Figure 8.

Positional model ranks neoantigens better than absolute or relative affinity alone. (A) Multivariate models were used to assess the significance of absolute BA of the mutant peptide (absolute_BA), relative affinity (relative_BA), CIS for mutant and WT peptides (CIS_mut and CIS_wt, respectively), and MSS (MSS_mut and MSS_wt). The analysis was done separately for neoepitope candidates with anchor mutations and for those without anchor mutations. Since CIS is identical for the mutant and WT peptides when the mutation is at an anchor, only CIS_mut was considered for the anchor mutation case. The set of these two models is referred to as a positional model.
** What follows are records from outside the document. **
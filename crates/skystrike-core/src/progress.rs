//! Campaign progress: which levels the player has unlocked.
//!
//! Progress is an explicit value handed to whoever needs it, not a global.
//! The hosting shell owns one instance and persists it through a
//! [`ProgressStore`].

use serde::{Deserialize, Serialize};
use std::fs;
use std::path::{Path, PathBuf};

use crate::enums::LevelId;

/// Unlock state for the three-level campaign.
#[derive(Debug, Clone, Serialize, Deserialize)]
pub struct CampaignProgress {
    /// Highest level the player may start.
    pub highest_unlocked: LevelId,
}

impl Default for CampaignProgress {
    fn default() -> Self {
        Self {
            highest_unlocked: LevelId::One,
        }
    }
}

impl CampaignProgress {
    /// Whether the player may start the given level.
    pub fn is_unlocked(&self, level: LevelId) -> bool {
        level_rank(level) <= level_rank(self.highest_unlocked)
    }

    /// Record a level completion, unlocking its successor.
    /// Never regresses the unlock state.
    pub fn record_completion(&mut self, level: LevelId) {
        if let Some(next) = level.next() {
            if level_rank(next) > level_rank(self.highest_unlocked) {
                self.highest_unlocked = next;
            }
        }
    }

    /// Wipe back to the initial state (only level one unlocked).
    pub fn reset(&mut self) {
        *self = Self::default();
    }
}

fn level_rank(level: LevelId) -> u8 {
    match level {
        LevelId::One => 1,
        LevelId::Two => 2,
        LevelId::Three => 3,
    }
}

/// Reads and writes campaign progress as a JSON file.
pub struct ProgressStore {
    path: PathBuf,
}

impl ProgressStore {
    pub fn new(dir: &Path) -> Self {
        Self {
            path: dir.join("progress.json"),
        }
    }

    /// Load saved progress, or the default if no save exists yet.
    pub fn load(&self) -> Result<CampaignProgress, String> {
        if !self.path.exists() {
            return Ok(CampaignProgress::default());
        }
        let json = fs::read_to_string(&self.path)
            .map_err(|e| format!("Failed to read progress file: {e}"))?;
        serde_json::from_str(&json).map_err(|e| format!("Failed to parse progress file: {e}"))
    }

    pub fn save(&self, progress: &CampaignProgress) -> Result<(), String> {
        if let Some(dir) = self.path.parent() {
            fs::create_dir_all(dir)
                .map_err(|e| format!("Failed to create progress directory: {e}"))?;
        }
        let json = serde_json::to_string_pretty(progress)
            .map_err(|e| format!("Failed to serialize progress: {e}"))?;
        fs::write(&self.path, json).map_err(|e| format!("Failed to write progress file: {e}"))
    }
}

#[cfg(test)]
mod tests {
    use super::*;

    #[test]
    fn default_unlocks_only_level_one() {
        let progress = CampaignProgress::default();
        assert!(progress.is_unlocked(LevelId::One));
        assert!(!progress.is_unlocked(LevelId::Two));
        assert!(!progress.is_unlocked(LevelId::Three));
    }

    #[test]
    fn completion_unlocks_successor() {
        let mut progress = CampaignProgress::default();
        progress.record_completion(LevelId::One);
        assert!(progress.is_unlocked(LevelId::Two));
        assert!(!progress.is_unlocked(LevelId::Three));
    }

    #[test]
    fn completion_never_regresses() {
        let mut progress = CampaignProgress::default();
        progress.record_completion(LevelId::One);
        progress.record_completion(LevelId::Two);
        assert!(progress.is_unlocked(LevelId::Three));

        // Replaying an earlier level must not re-lock anything.
        progress.record_completion(LevelId::One);
        assert!(progress.is_unlocked(LevelId::Three));
    }

    #[test]
    fn final_level_completion_is_noop() {
        let mut progress = CampaignProgress::default();
        progress.record_completion(LevelId::One);
        progress.record_completion(LevelId::Two);
        progress.record_completion(LevelId::Three);
        assert_eq!(progress.highest_unlocked, LevelId::Three);
    }

    #[test]
    fn reset_returns_to_default() {
        let mut progress = CampaignProgress::default();
        progress.record_completion(LevelId::One);
        progress.reset();
        assert!(!progress.is_unlocked(LevelId::Two));
    }

    #[test]
    fn store_load_missing_file_gives_default() {
        let dir = std::env::temp_dir().join("skystrike_test_progress_missing");
        let _ = fs::remove_dir_all(&dir);
        let store = ProgressStore::new(&dir);
        let progress = store.load().unwrap();
        assert_eq!(progress.highest_unlocked, LevelId::One);
    }

    #[test]
    fn store_save_and_load_roundtrip() {
        let dir = std::env::temp_dir().join("skystrike_test_progress_roundtrip");
        let _ = fs::remove_dir_all(&dir);

        let store = ProgressStore::new(&dir);
        let mut progress = CampaignProgress::default();
        progress.record_completion(LevelId::One);
        store.save(&progress).unwrap();

        let loaded = store.load().unwrap();
        assert_eq!(loaded.highest_unlocked, LevelId::Two);

        let _ = fs::remove_dir_all(&dir);
    }

    #[test]
    fn store_load_corrupt_file_errors() {
        let dir = std::env::temp_dir().join("skystrike_test_progress_corrupt");
        let _ = fs::remove_dir_all(&dir);
        fs::create_dir_all(&dir).unwrap();
        fs::write(dir.join("progress.json"), "not json").unwrap();

        let store = ProgressStore::new(&dir);
        assert!(store.load().is_err());

        let _ = fs::remove_dir_all(&dir);
    }
}
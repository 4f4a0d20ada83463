//! Constants for METAR/TAF decoding
//!
//! This module contains conversion factors, keyword tables and the default
//! flight-rule thresholds used throughout the decoder.

// =============================================================================
// Unit Conversions
// =============================================================================

/// Statute miles per metre
pub const STATUTE_MILES_PER_METRE: f64 = 0.000621371;

/// Kilometres per statute mile
pub const KILOMETRES_PER_STATUTE_MILE: f64 = 1.60934;

/// Hectopascals per hundredth of an inch of mercury (`A2992` -> 1013.1 hPa)
pub const HPA_PER_CENTI_INHG: f64 = 0.3386;

/// Inches of mercury per hectopascal
pub const INHG_PER_HPA: f64 = 0.02953;

/// Kilometres per hour per knot
pub const KMH_PER_KNOT: f64 = 1.852;

/// Knots per metre per second
pub const KNOTS_PER_MPS: f64 = 1.943_844;

/// Metres per foot
pub const METRES_PER_FOOT: f64 = 0.3048;

/// Cloud and vertical-visibility heights are coded in hundreds of feet
pub const CLOUD_HEIGHT_MULTIPLIER: u32 = 100;

// =============================================================================
// Flight Category Defaults
// =============================================================================

/// Visibility sentinel for CAVOK and for absent visibility (statute miles)
pub const UNRESTRICTED_VISIBILITY_SM: f64 = 10.0;

/// Ceiling assumed when no ceiling layer is reported (feet)
pub const UNRESTRICTED_CEILING_FT: u32 = 10_000;

/// Default flight rule thresholds as (minimum visibility sm, minimum ceiling ft)
pub mod thresholds {
    pub const VFR: (f64, u32) = (5.0, 3000);
    pub const MVFR: (f64, u32) = (3.0, 1000);
    pub const IFR: (f64, u32) = (1.0, 500);
}

// =============================================================================
// Keywords
// =============================================================================

/// Report type keywords that may precede the station identifier
pub const REPORT_TYPES: &[&str] = &["METAR", "SPECI", "TAF"];

/// Report modifiers that may follow the issue/observation time
pub const REPORT_MODIFIERS: &[&str] = &["AUTO", "COR", "AMD", "NIL"];

/// Sky condition markers reported instead of cloud layers
pub const SKY_CLEAR_MARKERS: &[&str] = &["SKC", "CLR", "NSC", "NCD"];

/// Remarks marker; everything after it is free text
pub const REMARKS_MARKER: &str = "RMK";

/// Weather descriptors (two-letter qualifiers preceding a phenomenon)
pub const WEATHER_DESCRIPTORS: &[&str] = &["MI", "PR", "BC", "DR", "BL", "SH", "TS", "FZ"];

/// Precipitation codes
pub const PRECIPITATION_CODES: &[&str] = &["DZ", "RA", "SN", "SG", "IC", "PL", "GR", "GS", "UP"];

/// Obscuration codes
pub const OBSCURATION_CODES: &[&str] = &["BR", "FG", "FU", "VA", "DU", "SA", "HZ"];

/// Other phenomenon codes
pub const OTHER_PHENOMENON_CODES: &[&str] = &["PO", "SQ", "FC", "SS", "DS"];

/// 16-point compass rose, clockwise from north
pub const CARDINAL_POINTS: [&str; 16] = [
    "N", "NNE", "NE", "ENE", "E", "ESE", "SE", "SSE", "S", "SSW", "SW", "WSW", "W", "WNW", "NW",
    "NNW",
];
P values are mentioned for each separated model. (B) Performance assessment of the positional model, compared with models that use absolute or relative affinity alone without considering position of mutations with respect to anchor. Receiver-operator characteristic curves (true positive rate vs. false positive rate, or equivalently, sensitivity vs. [1 − specificity]) are shown based on 100 bootstrap iterations. A representative curve is shown for each method, using a Loess fit of 100 bootstrap iterations. (C) AUC of these curves across 100 bootstrap iterations were compared between the three methods (using paired t test). (D) Performance assessment of the positional model relative to predicted absolute BA was assessed by 100 bootstrap iterations. At each iteration, performance of ranking by the positional model and by predicted absolute BA alone was assessed on the held-out data to obtain AUC values. Pairwise comparison of the AUC values from the two methods is shown, and a paired t test was done to assess the difference. Blue lines indicate the iterations where the AUC of the positional model was higher than absolute BA on the held-out data; red lines indicate the cases where it was lower.